New FTC memo calls for a focus on ‘structural dominance’ from big companies
In a memo to staff this week, FTC Chair Lina Khan outlined her new priorities for the agency: to focus on power imbalance, reduce harms to consumers, and address “rampant consolidation.” Khan wrote that the agency should focus its efforts and adjust its strategic approach to deal with the issues created by “next-generation technologies, innovations, and nascent industries across sectors.”
And without mentioning Amazon, Apple, or Facebook by name, Khan’s list of priorities for the FTC signals that the tech giants are likely to face much closer scrutiny from the agency.
First, Khan said, the FTC should take a “holistic” approach to how it considers antitrust violations, which can prove harmful to independent businesses and workers as well as consumers. “Business models that centralize control and profits while outsourcing risk, liability, and costs also warrant particular scrutiny, given that deeply asymmetric relationships between the controlling firm and dependent entities can be ripe for abuse,” Khan wrote.
Khan wants the agency’s enforcement efforts focused on root causes of and incentives for unlawful conduct, such as “conflicts of interest, business models, or structural dominance.”
The concept of structural dominance is a familiar theme for Khan. She wrote about it while she was a student at Yale Law School, in a now-famous paper where she argued that Amazon had managed to skirt monopoly laws to the point that its structural power gives it vast influence across the economy. In that paper, Khan also excoriated the way investors “are willing to fund predatory growth,” citing Uber as an example of a company whose investors braced to endure significant losses with the belief that they would one day recover their losses and then some.
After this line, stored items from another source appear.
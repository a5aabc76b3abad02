use std::sync::Arc;
use tracing::info;

use crate::app::config::{GatewayConfig, LedgerBackend};
use crate::auth::{Authenticator, StaticTokenAuthenticator};
use crate::chat::{ChatService, ChatServiceConfig};
use crate::error::Result;
use crate::models::{ModelRegistry, ProviderRouter};
use crate::storage::{CreditLedger, LedgerSettings, LedgerStore, MemoryLedgerStore, SqliteLedgerStore};

/// Every long-lived component, built once from one configuration.
pub struct AppState {
    config: Arc<GatewayConfig>,
    router: Arc<ProviderRouter>,
    ledger: Arc<CreditLedger>,
    chat: Arc<ChatService>,
    authenticator: Arc<dyn Authenticator>,
}

impl AppState {
    pub async fn new(config: GatewayConfig) -> Result<Self> {
        info!("Initializing gateway state");

        let store: Arc<dyn LedgerStore> = match config.ledger.backend {
            LedgerBackend::Sqlite => Arc::new(
                SqliteLedgerStore::connect(&config.ledger.database_url, config.ledger.max_connections).await?,
            ),
            LedgerBackend::Memory => {
                info!("Using in-memory ledger, balances will not persist");
                Arc::new(MemoryLedgerStore::new())
            }
        };

        let registry = Arc::new(ModelRegistry::new(config.models.clone()));
        let router = Arc::new(ProviderRouter::new(registry, config.request_timeout()));
        let authenticator = Arc::new(StaticTokenAuthenticator::from_config(&config));

        Ok(Self::with_components(config, router, store, authenticator))
    }

    /// Assemble state from prebuilt parts, e.g. a router with a test factory.
    pub fn with_components(
        config: GatewayConfig,
        router: Arc<ProviderRouter>,
        store: Arc<dyn LedgerStore>,
        authenticator: Arc<dyn Authenticator>,
    ) -> Self {
        let ledger = Arc::new(CreditLedger::new(
            store,
            LedgerSettings {
                free_credits: config.billing.free_credits,
                max_commit_attempts: config.billing.max_commit_attempts,
            },
        ));
        let chat = Arc::new(ChatService::new(
            router.clone(),
            ledger.clone(),
            ChatServiceConfig::from_billing(&config.billing, config.request_timeout()),
        ));

        info!(
            "Gateway state ready: {} models, environment {}",
            router.registry().len(),
            config.environment
        );

        Self {
            config: Arc::new(config),
            router,
            ledger,
            chat,
            authenticator,
        }
    }

    pub fn config(&self) -> &GatewayConfig {
        &self.config
    }

    pub fn router(&self) -> &Arc<ProviderRouter> {
        &self.router
    }

    pub fn ledger(&self) -> &Arc<CreditLedger> {
        &self.ledger
    }

    pub fn chat(&self) -> &Arc<ChatService> {
        &self.chat
    }

    pub fn authenticator(&self) -> &Arc<dyn Authenticator> {
        &self.authenticator
    }
}
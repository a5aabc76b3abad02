use async_trait::async_trait;
use chrono::{DateTime, Utc};
use sqlx::sqlite::{SqliteConnectOptions, SqliteJournalMode, SqlitePoolOptions, SqliteRow};
use sqlx::{Row, SqlitePool};
use std::str::FromStr;
use std::time::Duration;
use tracing::{debug, info};

use crate::error::{Error, Result};
use crate::storage::ledger::{AccountUpdate, CreditAccount, LedgerStore, Transaction, TransactionKind};

/// Ledger store backed by SQLite through sqlx.
///
/// Each commit runs in one transaction whose first statement is the guarded
/// `UPDATE`, so the write lock is taken before anything is read.
pub struct SqliteLedgerStore {
    pool: SqlitePool,
}

impl SqliteLedgerStore {
    /// Open (creating if needed) the database at `database_url` and apply migrations.
    pub async fn connect(database_url: &str, max_connections: u32) -> Result<Self> {
        info!("Opening ledger database at: {}", database_url);

        let options = SqliteConnectOptions::from_str(database_url)?
            .create_if_missing(true)
            .journal_mode(SqliteJournalMode::Wal)
            .busy_timeout(Duration::from_secs(5))
            .foreign_keys(true);

        // Every in-memory connection is its own database.
        let max_connections = if database_url.contains(":memory:") {
            1
        } else {
            max_connections.max(1)
        };

        let pool = SqlitePoolOptions::new()
            .max_connections(max_connections)
            .connect_with(options)
            .await?;

        Self::from_pool(pool).await
    }

    pub async fn from_pool(pool: SqlitePool) -> Result<Self> {
        sqlx::migrate!("./migrations").run(&pool).await?;
        info!("Ledger database migrations completed successfully");
        Ok(Self { pool })
    }

    pub fn pool(&self) -> &SqlitePool {
        &self.pool
    }

    pub async fn close(&self) {
        self.pool.close().await;
    }
}

#[async_trait]
impl LedgerStore for SqliteLedgerStore {
    async fn get_account(&self, user_id: &str) -> Result<Option<CreditAccount>> {
        let row = sqlx::query(
            "SELECT user_id, balance, total_used, created_at, last_updated, version
             FROM credit_accounts WHERE user_id = ?",
        )
        .bind(user_id)
        .fetch_optional(&self.pool)
        .await?;

        row.map(|row| row_to_account(&row)).transpose()
    }

    async fn create_account(&self, account: &CreditAccount) -> Result<bool> {
        let result = sqlx::query(
            "INSERT INTO credit_accounts (user_id, balance, total_used, created_at, last_updated, version)
             VALUES (?, ?, ?, ?, ?, ?)
             ON CONFLICT(user_id) DO NOTHING",
        )
        .bind(&account.user_id)
        .bind(decimal_helpers::decimal_to_string(account.balance))
        .bind(decimal_helpers::decimal_to_string(account.total_used))
        .bind(account.created_at.timestamp_millis())
        .bind(account.last_updated.timestamp_millis())
        .bind(version_to_i64(account.version)?)
        .execute(&self.pool)
        .await?;

        Ok(result.rows_affected() == 1)
    }

    async fn commit(&self, update: &AccountUpdate) -> Result<bool> {
        let account = &update.account;
        let transaction = &update.transaction;
        let mut tx = self.pool.begin().await?;

        let updated = sqlx::query(
            "UPDATE credit_accounts
             SET balance = ?, total_used = ?, last_updated = ?, version = ?
             WHERE user_id = ? AND version = ?",
        )
        .bind(decimal_helpers::decimal_to_string(account.balance))
        .bind(decimal_helpers::decimal_to_string(account.total_used))
        .bind(account.last_updated.timestamp_millis())
        .bind(version_to_i64(account.version)?)
        .bind(&account.user_id)
        .bind(version_to_i64(update.expected_version)?)
        .execute(&mut *tx)
        .await?;

        if updated.rows_affected() == 0 {
            tx.rollback().await?;
            debug!(
                "Commit for {} rejected, version {} is stale",
                account.user_id, update.expected_version
            );
            return Ok(false);
        }

        sqlx::query(
            "INSERT INTO credit_transactions
             (id, user_id, kind, model, query_type, amount, balance_after, timestamp)
             VALUES (?, ?, ?, ?, ?, ?, ?, ?)",
        )
        .bind(&transaction.id)
        .bind(&transaction.user_id)
        .bind(transaction.kind.as_str())
        .bind(&transaction.model)
        .bind(&transaction.query_type)
        .bind(decimal_helpers::decimal_to_string(transaction.amount))
        .bind(decimal_helpers::decimal_to_string(transaction.balance_after))
        .bind(transaction.timestamp.timestamp_millis())
        .execute(&mut *tx)
        .await?;

        tx.commit().await?;
        Ok(true)
    }

    async fn list_transactions(&self, user_id: &str) -> Result<Vec<Transaction>> {
        let rows = sqlx::query(
            "SELECT id, user_id, kind, model, query_type, amount, balance_after, timestamp
             FROM credit_transactions WHERE user_id = ? ORDER BY seq ASC",
        )
        .bind(user_id)
        .fetch_all(&self.pool)
        .await?;

        rows.iter().map(row_to_transaction).collect()
    }
}

fn row_to_account(row: &SqliteRow) -> Result<CreditAccount> {
    let balance: String = row.try_get("balance")?;
    let total_used: String = row.try_get("total_used")?;
    let version: i64 = row.try_get("version")?;

    Ok(CreditAccount {
        user_id: row.try_get("user_id")?,
        balance: decimal_helpers::string_to_decimal(&balance)?,
        total_used: decimal_helpers::string_to_decimal(&total_used)?,
        created_at: millis_to_datetime(row.try_get("created_at")?)?,
        last_updated: millis_to_datetime(row.try_get("last_updated")?)?,
        version: u64::try_from(version).map_err(|_| Error::ledger(format!("Negative account version: {}", version)))?,
    })
}

fn row_to_transaction(row: &SqliteRow) -> Result<Transaction> {
    let kind: String = row.try_get("kind")?;
    let amount: String = row.try_get("amount")?;
    let balance_after: String = row.try_get("balance_after")?;

    Ok(Transaction {
        id: row.try_get("id")?,
        user_id: row.try_get("user_id")?,
        kind: TransactionKind::from_str(&kind)?,
        model: row.try_get("model")?,
        query_type: row.try_get("query_type")?,
        amount: decimal_helpers::string_to_decimal(&amount)?,
        balance_after: decimal_helpers::string_to_decimal(&balance_after)?,
        timestamp: millis_to_datetime(row.try_get("timestamp")?)?,
    })
}

fn millis_to_datetime(millis: i64) -> Result<DateTime<Utc>> {
    DateTime::<Utc>::from_timestamp_millis(millis).ok_or_else(|| Error::ledger(format!("Invalid timestamp: {}", millis)))
}

fn version_to_i64(version: u64) -> Result<i64> {
    i64::try_from(version).map_err(|_| Error::ledger(format!("Account version out of range: {}", version)))
}

/// Decimal amounts are persisted as TEXT so no precision is lost.
pub mod decimal_helpers {
    use crate::error::{Error, Result};
    use rust_decimal::Decimal;

    pub fn decimal_to_string(decimal: Decimal) -> String {
        decimal.normalize().to_string()
    }

    pub fn string_to_decimal(s: &str) -> Result<Decimal> {
        s.parse().map_err(|e| {
            Error::Database(sqlx::Error::Decode(
                format!("Failed to parse decimal from string '{}': {}", s, e).into(),
            ))
        })
    }
}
Khan’s memo this week echoes her earlier argument, calling out “the growing role of private equity and other investment vehicles” in ways that “may distort ordinary incentives” and fuel unfair competition. “Research documents how gatekeepers and dominant middlemen across the economy have been able to use their critical market position to hike fees, dictate terms, and protect and extend their market power,” she writes, adding that “deeply asymmetric relationships between the controlling firm and dependent entities can be ripe for abuse.”
In addition, Khan wants to find ways for the FTC to strengthen its merger enforcement, “to address rampant consolidation and the dominance that it has enabled across markets,” and examine how contracts can perpetuate “unfair methods of competition or unfair or deceptive practices.”
She also named noncompete agreements that can restrict workers from which jobs they can take, and right-to-repair restrictions as examples of unfair contracts. Apple in particular has been criticized for the way it limits how much users can repair Apple devices they own, and the FTC said earlier this year that it would fight such restrictions. “Consumers, workers, franchisees, and other market participants are at a significant disadvantage when they are unable to negotiate freely over terms and conditions,” Khan wrote in the memo.